Can-do-Babys

  • Birgit Heimbach hat sich in Bremen die Ausstellung über das Werk des Künstlers Volker März angeschaut. Er meint: »Störenfriede helfen, täglich neues Gleichgewicht zu schaffen – auf Augenhöhe mit Kindern, die immer wissen, was sie wollen.«

  • Bis in die 1940er Jahren hieß es übereinstimmend, dass Säuglinge als »Can´t-do-Babys« eigentlich nichts könnten. Anscheinend war jahrzehntelange Forschung nötig, bis immer klarer wurde, dass wir es im Gegenteil mit »Can-do-Babys« zu tun haben. Die amerikanische Journalistin Susan Quinn formulierte 1982 mit diesen beiden Begriffen die Sichtweisen der Fachleute auf Säuglinge. Da war auch der Begriff des kompetenten Säuglings, den zehn Jahre zuvor der amerikanische Psychologe Lawrence Joseph Stone erdacht hatte, schon in die Öffentlichkeit gedrungen. Immer mehr Fähigkeiten des kleinen Homo sapiens werden seitdem entdeckt, etwa in der Kommunikation. Er fixiert Gesichter und fordert zum Zwiegespräch auf. Ein Baby kann gut hören, saugt Worte begierig auf, vor allem die der Muttersprache, die es bereits aus der Pränatalzeit kennt. Es ahmt im Dialog Mundbewegungen nach und lautiert Sprachmelodien.

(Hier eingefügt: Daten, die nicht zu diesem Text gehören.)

//! Version-control abstraction layer
//!
//! All repository access goes through the [Repository] trait so the
//! changelog logic never talks to `git` directly. Two implementations exist:
//!
//! - [command::GitCli]: runs the `git` executable as a subprocess
//! - [mock::MockRepository]: an in-memory linear history for tests
//!
//! ```rust
//! # use loggit::git::{CommitRange, LogField, Repository};
//! # fn example<R: Repository>(repo: &R) -> loggit::Result<()> {
//! let hashes = repo.query_log(&CommitRange::head(), Some("Bump version"), LogField::Hash, Some(1))?;
//! # Ok(())
//! # }
//! ```

pub mod command;
pub mod mock;

pub use command::GitCli;
pub use mock::{MockCommit, MockRepository};

use crate::error::Result;
use std::fmt;
use std::path::PathBuf;

/// An interval of history, newest end inclusive and oldest end exclusive.
#[derive(Debug, Clone, PartialEq, Eq)]
pub struct CommitRange {
    /// Exclusive lower bound; `None` scans from the first commit
    pub lower: Option<String>,
    pub upper: String,
}

impl CommitRange {
    /// Everything reachable from `HEAD`
    pub fn head() -> Self {
        CommitRange {
            lower: None,
            upper: "HEAD".to_string(),
        }
    }

    /// Commits after `lower` up to `HEAD`
    pub fn since(lower: impl Into<String>) -> Self {
        CommitRange {
            lower: Some(lower.into()),
            upper: "HEAD".to_string(),
        }
    }

    pub fn between(lower: impl Into<String>, upper: impl Into<String>) -> Self {
        CommitRange {
            lower: Some(lower.into()),
            upper: upper.into(),
        }
    }

    pub fn is_unbounded(&self) -> bool {
        self.lower.is_none()
    }
}

impl fmt::Display for CommitRange {
    fn fmt(&self, f: &mut fmt::Formatter<'_>) -> fmt::Result {
        match &self.lower {
            Some(lower) => write!(f, "{}..{}", lower, self.upper),
            None => write!(f, "{}", self.upper),
        }
    }
}

/// Which part of each commit a log query returns.
#[derive(Debug, Clone, Copy, PartialEq, Eq)]
pub enum LogField {
    Hash,
    Subject,
    Body,
}

impl LogField {
    /// `git log --pretty` placeholder for this field
    pub fn placeholder(self) -> &'static str {
        match self {
            LogField::Hash => "%H",
            LogField::Subject => "%s",
            LogField::Body => "%b",
        }
    }
}

/// Repository capabilities loggit relies on.
///
/// ## Error Handling
///
/// Implementations report every failure of the underlying tool as a
/// [crate::error::LoggitError]; callers treat them as fatal.
pub trait Repository {
    /// Absolute path of the working tree root
    fn repo_root(&self) -> Result<PathBuf>;

    /// Query one field of each commit in `range`, newest first.
    ///
    /// # Arguments
    /// * `range` - Interval to walk
    /// * `grep` - Keep only commits whose full message contains this text
    /// * `field` - Field to return per commit
    /// * `limit` - Maximum number of commits
    ///
    /// # Returns
    /// * `Ok(Vec<String>)` - One entry per matching commit, possibly empty
    /// * `Err` - If a revision is unknown or the tool fails
    fn query_log(
        &self,
        range: &CommitRange,
        grep: Option<&str>,
        field: LogField,
        limit: Option<usize>,
    ) -> Result<Vec<String>>;

    /// Name of the checked out branch
    ///
    /// Fails when `HEAD` is detached.
    fn current_branch(&self) -> Result<String>;

    /// Create a lightweight tag at `HEAD`
    ///
    /// Fails if the tag already exists.
    fn create_tag(&self, name: &str) -> Result<()>;
}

    Der in diesem Jahr noch vom ehemaligen US-Präsidenten Barack Obama geehrte, kürzlich verstorbene Pädiater Berry Brazelton betonte, dass man Eltern nicht komplett für die Entwicklung ihres Babys verantwortlich machen könne. Es habe selbst einen starken Einfluss auf seine Zukunft. Das entlastet die Eltern. Wenngleich Kinder natürlich auch kompetente Eltern als Gegenüber benötigen.Der Dialog zwischen Groß und Klein ist beiderseits störanfällig. Ein Kind, das sich schlecht regulieren kann und unstillbar schreit, kann bald als Störenfried empfunden werden. Erst kürzlich wurde für das exzessive Schreien von Säuglingen eindeutiger Behandlungsbedarf signalisiert, indem es in die internationale Klassifizierung von Krankheiten in der frühen Kindheit aufgenommen wurde. Viele Stimmen behaupten, dass junge Eltern in unserer hochzivilisierten Gesellschaft immer weniger die Bedürfnisse eines Neugeborenen erkennen und die urmenschliche Fähigkeit verloren haben, das universelle Baby-Esperanto zu verstehen, wozu das Schreien als wichtige Ausdrucksform gehöre. Dadurch könne es beim Kind zum inneren Coping kommen: Durch dauerende Frustration lerne es, dass es nicht verstanden werde, und würde seine Erwartungen an Mitmenschen verändern. Frühkindliche Entwicklungsstörungen wären die Folge.

    In dieser Ausgabe werden einige Ansätze der vielen neuen Therapie-Angebote vorgestellt, wie Missverständnisse zwischen Eltern und Säugling vermieden werden können. Mitunter mangelt es auch einfach nur an Zeit und Muße.Die vielen Debatten über Erziehungs-, Familien- und Psychokrisen seien jedenfalls oft einseitig und dramatisierend, entwarnt Prof. Dr. Martin Dornes vom Institut für Sozialforschung in Frankfurt. Eltern seien mit Sicherheit nicht perfekt, aber in der Regel gut genug. Er empfiehlt ihnen unspektakulär: Gelassenheit.

    Von Zuständen kollektiver Gelassenheit und Sorgenfreiheit träumt der Künstler Volker März – am liebsten auf Planeten von Kindern, Affen und Störenfrieden (siehe Kultur, Seite 84ff.).

    In diesem Sinne wünsche ich Ihnen eine sorglose, gemütliche Weihnachtszeit – mit Zeit für eigene Träume.